En París trescientos cincuenta policías custodiaban el edificio de la embajada de Estados Unidos. En Melbourne un dirigente comunista elevó una oración fúnebre cuando se oyó la noticia, en momentos en que frente al consulado norteamericano cuatrocientas personas, esperaban fuera conmutada la pena. En Turín la policía y los bomberos dispersaron a la multitud y arrestaron a diez individuos. En Milán, en Tel-Aviv, en Madrid, en Lisboa y otras cien, u otras mil ciudades del planeta, se alzan las banderas que consideran excesiva la condena. En un balcón de Washington ondea un cartel que dice: "Volved a vuestras casas, ratas comunistas."
En Londres mil manifestantes acudieron a Downing Street 10. Esa es la dirección de Winston Churchill. Allí fueron en busca de una desesperada intervención ante el presidente Eisenhower para salvar a los condenados a muerte. Pero Mr. Winston Churchill estaba descansando en su residencia de campo.
En Viena eran mil quinientos los comunistas que, partiendo de La Scala, formaron una columna y se dirigieron a la plaza Stalin, en el límite del sector soviético.
Ni siquiera aquel proceso fabuloso contra los criminales de guerra, si los hubo, tuvo la repercusión de este otro por espionaje atómico, si lo hay. Nunca en los términos comunes a esta suerte de traiciones se produjo un caso que pueda parecerse en trascendencia popular. Es que hay un motivo para ello. El motivo es, sin duda, la escasa simpatía de que gozan actualmente los imperialistas de América del Norte.
En otras circunstancias, en otra época, este pavoroso final de tercer acto con que cae el telón tras lo que parece ser una farsa impresionante, hubiera sido menos clamoroso, menos increíble, o cuando menos más discreto y, por lo tanto, más aceptable.
Para colmo de males, la tragedia cobra nuevos colores en la orfandad de Michel y Robert Rosenberg.

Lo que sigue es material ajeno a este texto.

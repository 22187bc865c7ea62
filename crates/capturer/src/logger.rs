//! Line loggers with a replaceable destination.
//!
//! A [`Logger`] exposes [`Logger::set_output`] but deliberately no getter, so
//! a capturer can point it at a pipe and cannot put the old destination back.
//! Callers that need the old destination restored call `set_output` again
//! themselves.
//!
//! The process-wide default logger ([`std_logger`]) writes to standard error
//! until someone changes it.

use std::fmt::Display;
use std::io;
use std::sync::{Arc, Mutex, OnceLock};

use tracing_subscriber::fmt::MakeWriter;

use crate::output::Output;

/// A cloneable logger that writes `prefix + message` lines to an [`Output`].
///
/// Clones share the destination, so redirecting one clone redirects all.
#[derive(Clone)]
pub struct Logger(Arc<Inner>);

struct Inner {
    prefix: String,
    output: Mutex<Output>,
}

impl Logger {
    pub fn new(output: Output, prefix: impl Into<String>) -> Self {
        Self(Arc::new(Inner {
            prefix: prefix.into(),
            output: Mutex::new(output),
        }))
    }

    pub fn prefix(&self) -> &str {
        &self.0.prefix
    }

    /// Replace the destination for this logger and all its clones.
    pub fn set_output(&self, output: Output) {
        *self.lock() = output;
    }

    /// Write one line. A newline is appended unless the message ends with one.
    ///
    /// The line goes out in a single write while the logger is locked, so
    /// lines from concurrent callers never interleave.
    pub fn print(&self, message: impl Display) -> io::Result<()> {
        let mut line = format!("{}{}", self.0.prefix, message);
        if !line.ends_with('\n') {
            line.push('\n');
        }
        let output = self.lock();
        output.write_all_bytes(line.as_bytes())
    }

    /// Whether two handles refer to the same logger.
    pub fn same_logger(&self, other: &Logger) -> bool {
        Arc::ptr_eq(&self.0, &other.0)
    }

    #[cfg(test)]
    pub(crate) fn current_output(&self) -> Output {
        self.lock().clone()
    }

    fn lock(&self) -> std::sync::MutexGuard<'_, Output> {
        self.0.output.lock().unwrap_or_else(|poisoned| poisoned.into_inner())
    }
}

impl std::fmt::Debug for Logger {
    fn fmt(&self, f: &mut std::fmt::Formatter<'_>) -> std::fmt::Result {
        f.debug_struct("Logger")
            .field("prefix", &self.0.prefix)
            .finish_non_exhaustive()
    }
}

/// Lets a `tracing_subscriber::fmt` layer emit through a logger.
///
/// Formatted events are written as-is, without the logger prefix.
impl<'a> MakeWriter<'a> for Logger {
    type Writer = Output;

    fn make_writer(&'a self) -> Self::Writer {
        self.lock().clone()
    }
}

/// The process-wide default logger.
///
/// Starts out writing to standard error with an empty prefix.
pub fn std_logger() -> &'static Logger {
    static STD: OnceLock<Logger> = OnceLock::new();
    STD.get_or_init(|| Logger::new(Output::stderr(), ""))
}

/// Write one line through the default logger.
pub fn print(message: impl Display) -> io::Result<()> {
    std_logger().print(message)
}

/// Point the default logger somewhere else.
pub fn set_output(output: Output) {
    std_logger().set_output(output);
}
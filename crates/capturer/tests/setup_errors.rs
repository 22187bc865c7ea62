//! Misconfigured sinks fail when the capturer is built, never at capture time.

use std::panic;

use capturer::{Capturer, CaptureConfig, Logger, Sink};

fn panic_message(f: impl FnOnce() + panic::UnwindSafe) -> String {
    let payload = panic::catch_unwind(f).expect_err("expected a panic");
    if let Some(s) = payload.downcast_ref::<&str>() {
        s.to_string()
    } else if let Some(s) = payload.downcast_ref::<String>() {
        s.clone()
    } else {
        panic!("panic payload is not a string")
    }
}

#[test]
fn test_uninitialized_logger() {
    let msg = panic_message(|| {
        let logger: Option<Logger> = None;
        Capturer::new([Sink::from(logger)]);
    });
    assert_eq!(msg, "capturer: logger is not initialized");
}

#[test]
fn test_unsupported_writer() {
    let msg = panic_message(|| {
        Capturer::new(["unsupported"]);
    });
    assert_eq!(msg, "capturer: unsupported writer type");
}

#[test]
fn test_unsupported_name_from_config() {
    let config = CaptureConfig::with_sinks(["stdout", "syslog"]);
    let msg = panic_message(move || {
        Capturer::from_config(&config);
    });
    assert_eq!(msg, "capturer: unsupported writer type");
}

#[test]
fn test_config_sets_stdlog() {
    let config = CaptureConfig {
        sinks: Vec::new(),
        stdlog: true,
    };
    assert!(Capturer::from_config(&config).stdlog());
    assert!(!Capturer::from_config(&CaptureConfig::default()).stdlog());
}
//! Stream slots: process-wide cells that hold the current output destination.
//!
//! Two kinds exist:
//! - [`StreamSlot`]: an in-process cell other code reads before writing.
//! - The process descriptor table entries for stdout and stderr, redirected
//!   with `dup2` (see [`FdSlot`]).
//!
//! Redirecting a slot only affects code that reads it afterwards. Anyone who
//! already took the destination by value keeps writing to the old one.

use std::fs::File;
use std::io;
use std::os::fd::{AsRawFd, BorrowedFd, OwnedFd, RawFd};
use std::sync::{Arc, RwLock};

use nix::fcntl::{fcntl, FcntlArg, FdFlag};
use nix::unistd;

use crate::output::Output;

/// A shared, mutable cell holding the current [`Output`].
///
/// Typically stored in a `static` so application code can write through it:
///
/// ```rust
/// use std::sync::LazyLock;
/// use capturer::{Output, StreamSlot};
///
/// static REPORT: LazyLock<StreamSlot> = LazyLock::new(|| StreamSlot::new(Output::stdout()));
///
/// REPORT.write_all(b"ready\n").unwrap();
/// ```
#[derive(Clone, Debug)]
pub struct StreamSlot(Arc<RwLock<Output>>);

impl StreamSlot {
    pub fn new(output: Output) -> Self {
        Self(Arc::new(RwLock::new(output)))
    }

    /// The destination currently held by the slot.
    pub fn get(&self) -> Output {
        match self.0.read() {
            Ok(guard) => guard.clone(),
            Err(poisoned) => poisoned.into_inner().clone(),
        }
    }

    /// Put a new destination in the slot, returning the previous one.
    pub fn replace(&self, output: Output) -> Output {
        let mut guard = match self.0.write() {
            Ok(guard) => guard,
            Err(poisoned) => poisoned.into_inner(),
        };
        std::mem::replace(&mut *guard, output)
    }

    /// Write through whatever destination the slot holds right now.
    pub fn write_all(&self, buf: &[u8]) -> io::Result<()> {
        self.get().write_all_bytes(buf)
    }

    /// Whether two handles refer to the same slot.
    pub fn same_slot(&self, other: &StreamSlot) -> bool {
        Arc::ptr_eq(&self.0, &other.0)
    }
}

/// A descriptor table entry (stdout or stderr) plus a duplicate of the open
/// file description it held when snapshotted.
#[derive(Debug)]
pub(crate) struct FdSlot {
    fd: RawFd,
    original: OwnedFd,
}

impl FdSlot {
    /// Duplicate `fd` (close-on-exec) so it can be restored later.
    pub(crate) fn snapshot(fd: BorrowedFd<'_>) -> io::Result<Self> {
        let original = fd.try_clone_to_owned()?;
        Ok(Self {
            fd: fd.as_raw_fd(),
            original,
        })
    }

    #[cfg(test)]
    pub(crate) fn from_parts(fd: RawFd, original: OwnedFd) -> Self {
        Self { fd, original }
    }

    /// Point the descriptor at `target`.
    pub(crate) fn redirect(&self, target: RawFd) -> io::Result<()> {
        unistd::dup2(target, self.fd)?;
        Ok(())
    }

    /// Point the descriptor back at the snapshotted file description.
    pub(crate) fn restore(&self) -> io::Result<()> {
        unistd::dup2(self.original.as_raw_fd(), self.fd)?;
        Ok(())
    }
}

/// Open an anonymous pipe. Both ends are close-on-exec.
pub(crate) fn pipe() -> io::Result<(File, File)> {
    let (read, write) = unistd::pipe()?;
    for end in [&read, &write] {
        fcntl(end.as_raw_fd(), FcntlArg::F_SETFD(FdFlag::FD_CLOEXEC))?;
    }
    Ok((File::from(read), File::from(write)))
}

Esas dos criaturas que ya aparecerán en las páginas seleccionadas del "Reader's Digest" en cuanto se publique la melancólica historia de los traidores del átomo.
Claro que para nuestra historia de espías, que no aparecerá en ninguna selección, sólo interesa el interrogante que nos permitimos abrir sobre la silla de la electrocución, en nuestra entrega anterior de esta serie. Interrogante que se justifica ante lo injusto del sacrificio, interrogante que pretende suavizar en parte el dramático desenlace. ¿Han muerto realmente los Rosenberg?
Hay una posibilidad de que no hayan muerto. "Si cooperábamos con el gobierno se nos perdonaría la vida". En esa frase, que debió ser un secreto, si no fué una frase estratégica, se esconde la posibilidad que acudió en otras horas a otros espías menos famosos, como Joshito Kawajina, o tan populares como Lawrence de Arabia, o el solitario destructor Von Rintelen, que llegaron a morir más de un par de veces. Otros cuyas cabezas rodaron por tierra en las horas oscuras del año catorce y que más tarde aparecían vivos en un nuevo trabajo de espionaje. No podemos creer que las muy altas y atravesadas trampas del servicio secreto lleguen a esto. No podemos pensarlo demasiado en serio. Sólo nos permitimos abrir el interrogante que suaviza el panorama de esta tragedia.